- Given data -
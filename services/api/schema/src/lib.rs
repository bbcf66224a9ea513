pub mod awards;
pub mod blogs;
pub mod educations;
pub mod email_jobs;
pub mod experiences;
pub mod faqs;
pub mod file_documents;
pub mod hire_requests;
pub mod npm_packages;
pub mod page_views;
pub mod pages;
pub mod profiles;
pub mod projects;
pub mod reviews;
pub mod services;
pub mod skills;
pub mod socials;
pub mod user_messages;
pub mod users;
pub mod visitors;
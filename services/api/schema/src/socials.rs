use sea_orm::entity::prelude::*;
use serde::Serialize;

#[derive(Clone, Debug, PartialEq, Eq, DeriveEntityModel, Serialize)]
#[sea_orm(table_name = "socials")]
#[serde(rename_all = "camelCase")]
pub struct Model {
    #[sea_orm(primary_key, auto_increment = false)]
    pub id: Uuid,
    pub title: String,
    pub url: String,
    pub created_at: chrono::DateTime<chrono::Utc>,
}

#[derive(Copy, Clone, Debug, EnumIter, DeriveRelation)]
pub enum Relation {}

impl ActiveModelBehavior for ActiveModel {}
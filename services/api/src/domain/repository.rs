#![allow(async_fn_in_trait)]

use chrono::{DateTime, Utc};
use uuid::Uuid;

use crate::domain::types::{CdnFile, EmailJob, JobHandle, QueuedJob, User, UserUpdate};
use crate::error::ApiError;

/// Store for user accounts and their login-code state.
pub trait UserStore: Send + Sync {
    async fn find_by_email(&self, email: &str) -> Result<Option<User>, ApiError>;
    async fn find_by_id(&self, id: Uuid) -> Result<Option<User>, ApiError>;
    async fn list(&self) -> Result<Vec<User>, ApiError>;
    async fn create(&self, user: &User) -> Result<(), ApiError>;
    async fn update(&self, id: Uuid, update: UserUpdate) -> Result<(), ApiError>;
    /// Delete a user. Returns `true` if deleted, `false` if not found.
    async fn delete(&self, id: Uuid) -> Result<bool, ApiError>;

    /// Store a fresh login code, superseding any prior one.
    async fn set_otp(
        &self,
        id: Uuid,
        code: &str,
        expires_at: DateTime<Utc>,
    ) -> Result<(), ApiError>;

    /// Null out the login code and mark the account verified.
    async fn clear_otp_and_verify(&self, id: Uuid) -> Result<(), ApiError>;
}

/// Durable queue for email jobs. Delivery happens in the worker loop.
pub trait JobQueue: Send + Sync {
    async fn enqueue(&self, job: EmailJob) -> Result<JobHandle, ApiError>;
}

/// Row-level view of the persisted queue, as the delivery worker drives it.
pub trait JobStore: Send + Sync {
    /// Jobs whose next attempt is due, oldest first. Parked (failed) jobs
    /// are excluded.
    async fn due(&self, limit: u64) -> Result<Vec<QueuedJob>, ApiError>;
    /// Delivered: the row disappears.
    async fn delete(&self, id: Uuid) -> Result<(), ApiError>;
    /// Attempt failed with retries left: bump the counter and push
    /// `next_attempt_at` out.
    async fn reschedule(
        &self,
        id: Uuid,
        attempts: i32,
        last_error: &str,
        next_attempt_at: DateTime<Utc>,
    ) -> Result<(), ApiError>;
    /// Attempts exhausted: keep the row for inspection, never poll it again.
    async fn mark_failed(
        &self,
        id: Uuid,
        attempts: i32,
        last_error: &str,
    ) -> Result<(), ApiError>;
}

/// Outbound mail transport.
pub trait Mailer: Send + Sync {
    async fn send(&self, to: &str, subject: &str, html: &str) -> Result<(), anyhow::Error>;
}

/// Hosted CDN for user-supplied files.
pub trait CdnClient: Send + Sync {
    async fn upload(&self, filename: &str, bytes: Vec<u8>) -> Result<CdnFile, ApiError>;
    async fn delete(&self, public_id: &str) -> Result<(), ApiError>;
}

- Problem statement -
Tally up the lines holding the string "Clone" in this listing, and report the total alone.

- Output below -
2